# [About this exercise]
Your task is to retype each line of the data below exactly.

# [Provided records]
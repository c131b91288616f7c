//! Household Projection CLI
//!
//! Projects one plan (optionally under a what-if scenario) and writes the
//! year-by-year rows to CSV or JSON.
//!
//! Usage:
//!   household-projection --plan demos/plan.json --scenario demos/sabbatical.json

use std::fs::File;
use std::path::{Path, PathBuf};

use anyhow::{Context, Result};
use clap::Parser;
use log::info;

use household_projection::plan::{load_plan, load_scenario};
use household_projection::projection::{ProjectionConfig, ProjectionEngine, ProjectionResult};
use household_projection::scenario::Scenario;
use household_projection::tax::TaxPolicy;

/// Environment variable selecting the built-in tax year when no flag is given
const TAX_YEAR_ENV: &str = "HOUSEHOLD_TAX_YEAR";

#[derive(Parser, Debug)]
#[command(name = "household-projection")]
#[command(about = "Year-by-year household financial projection")]
struct Args {
    /// Plan file (JSON)
    #[arg(long)]
    plan: PathBuf,

    /// Scenario file (JSON); the baseline is projected when omitted
    #[arg(long)]
    scenario: Option<PathBuf>,

    /// Built-in tax year (falls back to $HOUSEHOLD_TAX_YEAR, then the latest table)
    #[arg(long)]
    tax_year: Option<u16>,

    /// Directory with standard_deductions.csv, federal_brackets.csv and payroll.csv
    #[arg(long, conflicts_with = "tax_year")]
    tax_dir: Option<PathBuf>,

    /// Months of outflow to hold as a cash buffer
    #[arg(long, default_value = "6")]
    buffer_months: f64,

    /// Cap employee retirement deferrals at the tax year's 402(g) limit
    #[arg(long)]
    cap_deferrals: bool,

    /// Output file for every row
    #[arg(long, default_value = "projection_output.csv")]
    output: PathBuf,

    /// Write JSON instead of CSV
    #[arg(long)]
    json: bool,
}

fn tax_policy(args: &Args) -> Result<TaxPolicy> {
    if let Some(dir) = &args.tax_dir {
        return TaxPolicy::from_csv_path(dir)
            .with_context(|| format!("loading tax tables from {}", dir.display()));
    }

    let year = match args.tax_year {
        Some(year) => Some(year),
        None => match std::env::var(TAX_YEAR_ENV) {
            Ok(value) => Some(
                value
                    .parse::<u16>()
                    .with_context(|| format!("{} is not a year: {:?}", TAX_YEAR_ENV, value))?,
            ),
            Err(_) => None,
        },
    };

    match year {
        Some(year) => Ok(ProjectionConfig::for_tax_year(year)?.tax_policy),
        None => Ok(TaxPolicy::latest()),
    }
}

fn write_csv(result: &ProjectionResult, path: &Path) -> Result<()> {
    let mut writer = csv::Writer::from_path(path)
        .with_context(|| format!("creating {}", path.display()))?;
    for row in &result.rows {
        writer.serialize(row)?;
    }
    writer.flush()?;
    Ok(())
}

fn write_json(result: &ProjectionResult, path: &Path) -> Result<()> {
    let file = File::create(path).with_context(|| format!("creating {}", path.display()))?;
    serde_json::to_writer_pretty(file, result)?;
    Ok(())
}

fn main() -> Result<()> {
    env_logger::init();
    let args = Args::parse();

    let plan = load_plan(&args.plan)
        .with_context(|| format!("loading plan {}", args.plan.display()))?;
    let scenario = match &args.scenario {
        Some(path) => {
            load_scenario(path).with_context(|| format!("loading scenario {}", path.display()))?
        }
        None => Scenario::baseline(),
    };

    let mut config = ProjectionConfig {
        tax_policy: tax_policy(&args)?,
        buffer_months: args.buffer_months,
        ..Default::default()
    };
    if args.cap_deferrals {
        config = config.with_policy_deferral_limit();
    }
    info!(
        "projecting '{}' with {} edits, tax year {}",
        scenario.name,
        scenario.edits.len(),
        config.tax_policy.year
    );

    let engine = ProjectionEngine::new(config);
    let result = engine
        .project(&plan, &scenario)
        .with_context(|| format!("projecting scenario '{}'", scenario.name))?;

    println!("Household Projection v{}", env!("CARGO_PKG_VERSION"));
    if scenario.is_baseline() {
        println!("Scenario: {} (no edits)\n", result.scenario);
    } else {
        println!("Scenario: {} ({} edits)\n", result.scenario, scenario.edits.len());
    }
    println!(
        "{:>4} {:>12} {:>12} {:>12} {:>12} {:>12} {:>12} {:>14}",
        "Age", "Gross", "Taxes", "Savings", "Cash", "Brokerage", "Debt", "Net Worth"
    );
    println!("{}", "-".repeat(98));
    for row in &result.rows {
        println!(
            "{:>4} {:>12.2} {:>12.2} {:>12.2} {:>12.2} {:>12.2} {:>12.2} {:>14.2}",
            row.age,
            row.gross_income,
            row.taxes_paid,
            row.annual_savings,
            row.cash,
            row.brokerage,
            row.debt_balance,
            row.net_worth,
        );
    }

    if args.json {
        write_json(&result, &args.output)?;
    } else {
        write_csv(&result, &args.output)?;
    }
    println!("\nFull results written to: {}", args.output.display());

    let summary = result.summary();
    println!("\nSummary:");
    println!("  Years: {}", summary.years);
    println!("  Total Gross Income: ${:.2}", summary.total_gross_income);
    println!("  Total Taxes Paid: ${:.2}", summary.total_taxes_paid);
    println!("  Total Retirement Contributions: ${:.2}", summary.total_retirement_contributions);
    println!("  Total Debt Interest: ${:.2}", summary.total_debt_interest);
    println!("  Final Net Worth: ${:.2}", summary.final_net_worth);
    if summary.min_cash < 0.0 {
        println!("  Lowest Cash: ${:.2} (unfunded shortfall)", summary.min_cash);
    }
    match summary.debt_free_age {
        Some(age) => println!("  Debt Free At: {}", age),
        None => println!("  Debt Free At: not within the plan"),
    }

    Ok(())
}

# [The completed task]
repository c131b91288616f7c
//! Household Projection CLI
//!
//! Projects one plan (optionally under a what-if scenario) and writes the
//! year-by-year rows to CSV or JSON.
//!
//! Usage:
//!   household-projection --plan demos/plan.json --scenario demos/sabbatical.json

use std::fs::File;
use std::path::{Path, PathBuf};

use anyhow::{Context, Result};
use clap::Parser;
use log::info;

use household_projection::plan::{load_plan, load_scenario};
use household_projection::projection::{ProjectionConfig, ProjectionEngine, ProjectionResult};
use household_projection::scenario::Scenario;
use household_projection::tax::TaxPolicy;

/// Environment variable selecting the built-in tax year when no flag is given
const TAX_YEAR_ENV: &str = "HOUSEHOLD_TAX_YEAR";

#[derive(Parser, Debug)]
#[command(name = "household-projection")]
#[command(about = "Year-by-year household financial projection")]
struct Args {
    /// Plan file (JSON)
    #[arg(long)]
    plan: PathBuf,

    /// Scenario file (JSON); the baseline is projected when omitted
    #[arg(long)]
    scenario: Option<PathBuf>,

    /// Built-in tax year (falls back to $HOUSEHOLD_TAX_YEAR, then the latest table)
    #[arg(long)]
    tax_year: Option<u16>,

    /// Directory with standard_deductions.csv, federal_brackets.csv and payroll.csv
    #[arg(long, conflicts_with = "tax_year")]
    tax_dir: Option<PathBuf>,

    /// Months of outflow to hold as a cash buffer
    #[arg(long, default_value = "6")]
    buffer_months: f64,

    /// Cap employee retirement deferrals at the tax year's 402(g) limit
    #[arg(long)]
    cap_deferrals: bool,

    /// Output file for every row
    #[arg(long, default_value = "projection_output.csv")]
    output: PathBuf,

    /// Write JSON instead of CSV
    #[arg(long)]
    json: bool,
}

fn tax_policy(args: &Args) -> Result<TaxPolicy> {
    if let Some(dir) = &args.tax_dir {
        return TaxPolicy::from_csv_path(dir)
            .with_context(|| format!("loading tax tables from {}", dir.display()));
    }

    let year = match args.tax_year {
        Some(year) => Some(year),
        None => match std::env::var(TAX_YEAR_ENV) {
            Ok(value) => Some(
                value
                    .parse::<u16>()
                    .with_context(|| format!("{} is not a year: {:?}", TAX_YEAR_ENV, value))?,
            ),
            Err(_) => None,
        },
    };

    match year {
        Some(year) => Ok(ProjectionConfig::for_tax_year(year)?.tax_policy),
        None => Ok(TaxPolicy::latest()),
    }
}

fn write_csv(result: &ProjectionResult, path: &Path) -> Result<()> {
    let mut writer = csv::Writer::from_path(path)
        .with_context(|| format!("creating {}", path.display()))?;
    for row in &result.rows {
        writer.serialize(row)?;
    }
    writer.flush()?;
    Ok(())
}

fn write_json(result: &ProjectionResult, path: &Path) -> Result<()> {
    let file = File::create(path).with_context(|| format!("creating {}", path.display()))?;
    serde_json::to_writer_pretty(file, result)?;
    Ok(())
}

fn main() -> Result<()> {
    env_logger::init();
    let args = Args::parse();

    let plan = load_plan(&args.plan)
        .with_context(|| format!("loading plan {}", args.plan.display()))?;
    let scenario = match &args.scenario {
        Some(path) => {
            load_scenario(path).with_context(|| format!("loading scenario {}", path.display()))?
        }
        None => Scenario::baseline(),
    };

    let mut config = ProjectionConfig {
        tax_policy: tax_policy(&args)?,
        buffer_months: args.buffer_months,
        ..Default::default()
    };
    if args.cap_deferrals {
        config = config.with_policy_deferral_limit();
    }
    info!(
        "projecting '{}' with {} edits, tax year {}",
        scenario.name,
        scenario.edits.len(),
        config.tax_policy.year
    );

    let engine = ProjectionEngine::new(config);
    let result = engine
        .project(&plan, &scenario)
        .with_context(|| format!("projecting scenario '{}'", scenario.name))?;

    println!("Household Projection v{}", env!("CARGO_PKG_VERSION"));
    if scenario.is_baseline() {
        println!("Scenario: {} (no edits)\n", result.scenario);
    } else {
        println!("Scenario: {} ({} edits)\n", result.scenario, scenario.edits.len());
    }
    println!(
        "{:>4} {:>12} {:>12} {:>12} {:>12} {:>12} {:>12} {:>14}",
        "Age", "Gross", "Taxes", "Savings", "Cash", "Brokerage", "Debt", "Net Worth"
    );
    println!("{}", "-".repeat(98));
    for row in &result.rows {
        println!(
            "{:>4} {:>12.2} {:>12.2} {:>12.2} {:>12.2} {:>12.2} {:>12.2} {:>14.2}",
            row.age,
            row.gross_income,
            row.taxes_paid,
            row.annual_savings,
            row.cash,
            row.brokerage,
            row.debt_balance,
            row.net_worth,
        );
    }

    if args.json {
        write_json(&result, &args.output)?;
    } else {
        write_csv(&result, &args.output)?;
    }
    println!("\nFull results written to: {}", args.output.display());

    let summary = result.summary();
    println!("\nSummary:");
    println!("  Years: {}", summary.years);
    println!("  Total Gross Income: ${:.2}", summary.total_gross_income);
    println!("  Total Taxes Paid: ${:.2}", summary.total_taxes_paid);
    println!("  Total Retirement Contributions: ${:.2}", summary.total_retirement_contributions);
    println!("  Total Debt Interest: ${:.2}", summary.total_debt_interest);
    println!("  Final Net Worth: ${:.2}", summary.final_net_worth);
    if summary.min_cash < 0.0 {
        println!("  Lowest Cash: ${:.2} (unfunded shortfall)", summary.min_cash);
    }
    match summary.debt_free_age {
        Some(age) => println!("  Debt Free At: {}", age),
        None => println!("  Debt Free At: not within the plan"),
    }

    Ok(())
}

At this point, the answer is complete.